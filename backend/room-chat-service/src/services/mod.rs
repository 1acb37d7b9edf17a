pub mod encryption;
pub mod memory_store;
pub mod message_pipeline;
pub mod pg_store;
pub mod store;
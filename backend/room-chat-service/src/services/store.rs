//! Persistence collaborators consumed by the chat core.
//!
//! Users and rooms belong to the CRUD layer; the core only resolves them.
//! Messages are insert-only.

use crate::models::{NewMessageRow, Room, RoomId, StoredMessage, User};
use async_trait::async_trait;
use thiserror::Error;

#[derive(Debug, Error)]
pub enum StoreError {
    #[error("database error: {0}")]
    Database(#[from] sqlx::Error),

    #[error("corrupt row: {0}")]
    CorruptRow(String),

    #[error("store unavailable: {0}")]
    Unavailable(String),
}

#[async_trait]
pub trait MessageStore: Send + Sync {
    /// Insert one row and return it with its assigned id.
    async fn insert(&self, row: NewMessageRow) -> Result<StoredMessage, StoreError>;

    /// Newest-first page of a room's messages.
    async fn recent(&self, room_id: RoomId, limit: i64, skip: i64) -> Result<Vec<StoredMessage>, StoreError>;
}

#[async_trait]
pub trait RoomDirectory: Send + Sync {
    async fn resolve_room(&self, room_id: RoomId) -> Result<Option<Room>, StoreError>;
}

#[async_trait]
pub trait UserDirectory: Send + Sync {
    async fn find_by_username(&self, username: &str) -> Result<Option<User>, StoreError>;
}
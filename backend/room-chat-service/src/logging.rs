use crate::config::LogFormat;
use tracing_subscriber::{fmt, EnvFilter};

pub fn init_tracing(format: LogFormat) {
    let env_filter = EnvFilter::try_from_default_env()
        .unwrap_or_else(|_| EnvFilter::new("info,sqlx=warn,actix_server=warn"));

    match format {
        LogFormat::Json => fmt()
            .json()
            .with_env_filter(env_filter)
            .with_current_span(false)
            .init(),
        LogFormat::Text => fmt().with_env_filter(env_filter).with_target(false).init(),
    }
}
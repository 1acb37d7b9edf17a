use crate::config::MAX_HISTORY_PAGE_SIZE;
use crate::error::AppError;
use crate::middleware::auth::CurrentUser;
use crate::models::RoomId;
use crate::state::AppState;
use actix_web::{get, web, HttpResponse};
use serde::Deserialize;

#[derive(Debug, Deserialize)]
pub struct HistoryParams {
    pub limit: Option<i64>,
    pub skip: Option<i64>,
}

impl HistoryParams {
    /// Page size clamped to `1..=200`, falling back to `default`.
    pub fn page(&self, default: i64) -> (i64, i64) {
        let limit = self.limit.unwrap_or(default).clamp(1, MAX_HISTORY_PAGE_SIZE);
        let skip = self.skip.unwrap_or(0).max(0);
        (limit, skip)
    }
}

/// GET /rooms/{room_id}/messages?limit=&skip=
///
/// Decrypted history, oldest first.
#[get("/rooms/{room_id}/messages")]
pub async fn get_history(
    state: web::Data<AppState>,
    user: CurrentUser,
    path: web::Path<RoomId>,
    query: web::Query<HistoryParams>,
) -> Result<HttpResponse, AppError> {
    let room_id = path.into_inner();
    state
        .rooms
        .resolve_room(room_id)
        .await?
        .ok_or(AppError::RoomNotFound)?;

    let (limit, skip) = query.page(state.config.history_page_size);
    let messages = state.pipeline.history(room_id, limit, skip).await?;

    tracing::debug!(room_id, user = %user.0.username, count = messages.len(), "history served");
    Ok(HttpResponse::Ok().json(messages))
}

#[cfg(test)]
mod tests {
    use super::*;

    #[test]
    fn page_defaults_and_clamps() {
        let params = HistoryParams { limit: None, skip: None };
        assert_eq!(params.page(50), (50, 0));

        let params = HistoryParams { limit: Some(1000), skip: Some(-3) };
        assert_eq!(params.page(50), (200, 0));

        let params = HistoryParams { limit: Some(0), skip: Some(10) };
        assert_eq!(params.page(50), (1, 10));
    }
}
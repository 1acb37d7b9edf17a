use crate::error::AppError;
use base64::engine::general_purpose::STANDARD;
use base64::Engine as _;
use dotenvy::dotenv;
use std::env;
use std::fs;
use std::path::{Path, PathBuf};

pub const DEFAULT_HISTORY_PAGE_SIZE: i64 = 50;
pub const MAX_HISTORY_PAGE_SIZE: i64 = 200;

#[derive(Debug, Clone, Copy, PartialEq, Eq)]
pub enum LogFormat {
    Text,
    Json,
}

impl LogFormat {
    /// `LOG_FORMAT=json` selects JSON lines; anything else is plain text.
    pub fn from_env() -> Self {
        match env::var("LOG_FORMAT") {
            Ok(v) if v.trim().eq_ignore_ascii_case("json") => LogFormat::Json,
            _ => LogFormat::Text,
        }
    }
}

#[derive(Debug, Clone)]
pub struct Config {
    pub database_url: String,
    pub db_max_connections: u32,
    pub port: u16,
    pub jwt_secret: String,
    pub jwt_algorithm: String,
    pub encryption_key: [u8; 32],
    pub cors_allow_origins: Vec<String>,
    pub history_page_size: i64,
    pub log_format: LogFormat,
}

impl Config {
    fn parse_origins(value: &str) -> Vec<String> {
        value
            .split(',')
            .map(|s| s.trim())
            .filter(|s| !s.is_empty())
            .map(|s| s.to_string())
            .collect()
    }

    pub fn from_env() -> Result<Self, AppError> {
        dotenv().ok();
        let database_url =
            env::var("DATABASE_URL").map_err(|_| AppError::Config("DATABASE_URL missing".into()))?;
        let db_max_connections = env::var("DB_MAX_CONNECTIONS")
            .ok()
            .and_then(|s| s.parse().ok())
            .unwrap_or(10);
        let port = env::var("PORT")
            .ok()
            .and_then(|s| s.parse().ok())
            .unwrap_or(8000);

        let jwt_secret =
            env::var("JWT_SECRET").map_err(|_| AppError::Config("JWT_SECRET missing".into()))?;
        if jwt_secret.trim().is_empty() {
            return Err(AppError::Config("JWT_SECRET must not be empty".into()));
        }
        let jwt_algorithm = env::var("JWT_ALGORITHM").unwrap_or_else(|_| "HS256".into());

        let encryption_key = match env::var("MESSAGE_ENCRYPTION_MASTER_KEY") {
            Ok(encoded) if !encoded.trim().is_empty() => decode_key(&encoded)?,
            _ => {
                let path = env::var("MESSAGE_ENCRYPTION_KEY_FILE")
                    .map(PathBuf::from)
                    .unwrap_or_else(|_| PathBuf::from(".message_key"));
                load_or_create_key_file(&path)?
            }
        };

        let cors_allow_origins =
            Self::parse_origins(&env::var("CORS_ALLOW_ORIGINS").unwrap_or_else(|_| "*".into()));

        let history_page_size = match env::var("HISTORY_PAGE_SIZE") {
            Ok(raw) => raw
                .trim()
                .parse::<i64>()
                .ok()
                .filter(|n| (1..=MAX_HISTORY_PAGE_SIZE).contains(n))
                .ok_or_else(|| {
                    AppError::Config(format!(
                        "HISTORY_PAGE_SIZE must be between 1 and {MAX_HISTORY_PAGE_SIZE}"
                    ))
                })?,
            Err(_) => DEFAULT_HISTORY_PAGE_SIZE,
        };

        let log_format = LogFormat::from_env();

        Ok(Self {
            database_url,
            db_max_connections,
            port,
            jwt_secret,
            jwt_algorithm,
            encryption_key,
            cors_allow_origins,
            history_page_size,
            log_format,
        })
    }

    pub fn allows_any_origin(&self) -> bool {
        self.cors_allow_origins.iter().any(|o| o == "*")
    }

    /// Defaults for tests and local tooling. Never read from the environment.
    pub fn test_defaults() -> Self {
        Self {
            database_url: "postgres://localhost/chat_test".into(),
            db_max_connections: 2,
            port: 8000,
            jwt_secret: "test-jwt-secret".into(),
            jwt_algorithm: "HS256".into(),
            encryption_key: [7u8; 32],
            cors_allow_origins: vec!["*".into()],
            history_page_size: DEFAULT_HISTORY_PAGE_SIZE,
            log_format: LogFormat::Text,
        }
    }
}

/// Decode a base64 key that must be exactly 32 bytes.
pub fn decode_key(encoded: &str) -> Result<[u8; 32], AppError> {
    let bytes = STANDARD
        .decode(encoded.trim())
        .map_err(|_| AppError::Config("MESSAGE_ENCRYPTION_MASTER_KEY invalid base64".into()))?;
    if bytes.len() != 32 {
        return Err(AppError::Config(
            "MESSAGE_ENCRYPTION_MASTER_KEY must decode to 32 bytes".into(),
        ));
    }
    let mut key = [0u8; 32];
    key.copy_from_slice(&bytes);
    Ok(key)
}

/// Read the message key from `path`, generating and persisting one if absent.
pub fn load_or_create_key_file(path: &Path) -> Result<[u8; 32], AppError> {
    if path.exists() {
        let encoded = fs::read_to_string(path)
            .map_err(|e| AppError::Config(format!("read {}: {e}", path.display())))?;
        return decode_key(&encoded);
    }

    let key = crypto_core::generate_key();
    fs::write(path, STANDARD.encode(key))
        .map_err(|e| AppError::Config(format!("write {}: {e}", path.display())))?;
    tracing::warn!(
        path = %path.display(),
        "generated a new message encryption key; back it up, stored messages are unreadable without it"
    );
    Ok(key)
}
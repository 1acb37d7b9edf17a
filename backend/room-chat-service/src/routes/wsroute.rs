use crate::middleware::auth::bearer_token;
use crate::middleware::error_handling::rejection_response;
use crate::models::RoomId;
use crate::state::AppState;
use crate::websocket::session::{ChatSession, CloseReason, InboundFrame, SessionError, SessionTransport};
use crate::websocket::DeliveryError;
use actix_http::ws::Item;
use actix_web::{get, web, Error, HttpRequest, HttpResponse};
use actix_ws::{CloseCode, Message, MessageStream, Session};
use async_trait::async_trait;
use futures_util::StreamExt;
use serde::Deserialize;

#[derive(Debug, Deserialize)]
pub struct WsParams {
    pub token: Option<String>,
}

/// GET /ws/rooms/{room_id}?token=...
///
/// The handshake runs before the upgrade, so a refused client gets a plain
/// HTTP error and never sees a socket.
#[get("/ws/rooms/{room_id}")]
pub async fn ws_handler(
    state: web::Data<AppState>,
    path: web::Path<RoomId>,
    query: web::Query<WsParams>,
    req: HttpRequest,
    body: web::Payload,
) -> Result<HttpResponse, Error> {
    let room_id = path.into_inner();
    let token = bearer_token(&req, query.token.as_deref());

    let mut session = ChatSession::new(state.get_ref().clone(), room_id);
    match session.handshake(token.as_deref()).await {
        Ok(()) => {}
        Err(SessionError::Rejected(rejection)) => return Ok(rejection_response(&rejection)),
        Err(e) => {
            tracing::error!(room_id, error = %e, "websocket handshake failed");
            return Err(crate::error::AppError::Internal.into());
        }
    }

    let (response, ws_session, stream) = actix_ws::handle(&req, body)?;

    actix_web::rt::spawn(async move {
        let connection_id = session.connection_id();
        let reason = session.drive(ActixTransport::new(ws_session, stream)).await;
        tracing::debug!(room_id, %connection_id, code = reason.code(), "websocket session ended");
    });

    Ok(response)
}

/// Upper bound on a message reassembled from continuation frames.
pub const MAX_REASSEMBLED_BYTES: usize = 64 * 1024;

#[derive(Debug, thiserror::Error, PartialEq, Eq)]
pub enum FragmentError {
    #[error("fragmented message exceeds {MAX_REASSEMBLED_BYTES} bytes")]
    TooLarge,
    #[error("fragmented text is not valid UTF-8")]
    InvalidUtf8,
}

/// Buffers a fragmented message until its last continuation frame.
#[derive(Debug, Default)]
pub struct Fragments {
    partial: Option<(bool, Vec<u8>)>,
}

impl Fragments {
    /// Feed one continuation item; yields the whole frame once it is complete.
    pub fn push(&mut self, item: Item) -> Result<Option<InboundFrame>, FragmentError> {
        let (chunk, last) = match item {
            Item::FirstText(bytes) => {
                self.partial = Some((true, Vec::new()));
                (bytes, false)
            }
            Item::FirstBinary(bytes) => {
                self.partial = Some((false, Vec::new()));
                (bytes, false)
            }
            Item::Continue(bytes) => (bytes, false),
            Item::Last(bytes) => (bytes, true),
        };
        let Some((_, buf)) = self.partial.as_mut() else {
            return Ok(None);
        };
        if buf.len() + chunk.len() > MAX_REASSEMBLED_BYTES {
            self.partial = None;
            return Err(FragmentError::TooLarge);
        }
        buf.extend_from_slice(&chunk);
        if !last {
            return Ok(None);
        }

        match self.partial.take() {
            Some((true, buf)) => String::from_utf8(buf)
                .map(|text| Some(InboundFrame::Text(text)))
                .map_err(|_| FragmentError::InvalidUtf8),
            Some((false, _)) => Ok(Some(InboundFrame::Binary)),
            None => Ok(None),
        }
    }
}

/// `actix-ws` socket adapted to the session's transport seam.
pub struct ActixTransport {
    session: Session,
    stream: MessageStream,
    fragments: Fragments,
}

impl ActixTransport {
    pub fn new(session: Session, stream: MessageStream) -> Self {
        Self {
            session,
            stream,
            fragments: Fragments::default(),
        }
    }
}

#[async_trait(?Send)]
impl SessionTransport for ActixTransport {
    async fn next_frame(&mut self) -> Option<InboundFrame> {
        loop {
            let msg = match self.stream.next().await? {
                Ok(msg) => msg,
                Err(e) => {
                    tracing::debug!(error = %e, "websocket protocol error");
                    return None;
                }
            };
            match msg {
                Message::Text(text) => return Some(InboundFrame::Text(text.to_string())),
                Message::Binary(_) => return Some(InboundFrame::Binary),
                Message::Continuation(item) => match self.fragments.push(item) {
                    Ok(Some(frame)) => return Some(frame),
                    Ok(None) => {}
                    Err(e) => {
                        tracing::debug!(error = %e, "dropping fragmented message");
                        return None;
                    }
                },
                Message::Close(_) => return Some(InboundFrame::Close),
                Message::Ping(bytes) => {
                    if self.session.pong(&bytes).await.is_err() {
                        return None;
                    }
                }
                _ => {}
            }
        }
    }

    async fn send_text(&mut self, frame: String) -> Result<(), DeliveryError> {
        self.session
            .text(frame)
            .await
            .map_err(|_| DeliveryError::ConnectionClosed)
    }

    async fn close(&mut self, reason: &CloseReason) {
        let close = actix_ws::CloseReason {
            code: CloseCode::from(reason.code()),
            description: reason.description().map(str::to_string),
        };
        // Already closed by the peer is fine.
        let _ = self.session.clone().close(Some(close)).await;
    }
}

════════

# [Work task]
Please copy each line of the records above in which the word "handshake" can be found.

# [Result below]
/// The handshake runs before the upgrade, so a refused client gets a plain
    match session.handshake(token.as_deref()).await {
            tracing::error!(room_id, error = %e, "websocket handshake failed");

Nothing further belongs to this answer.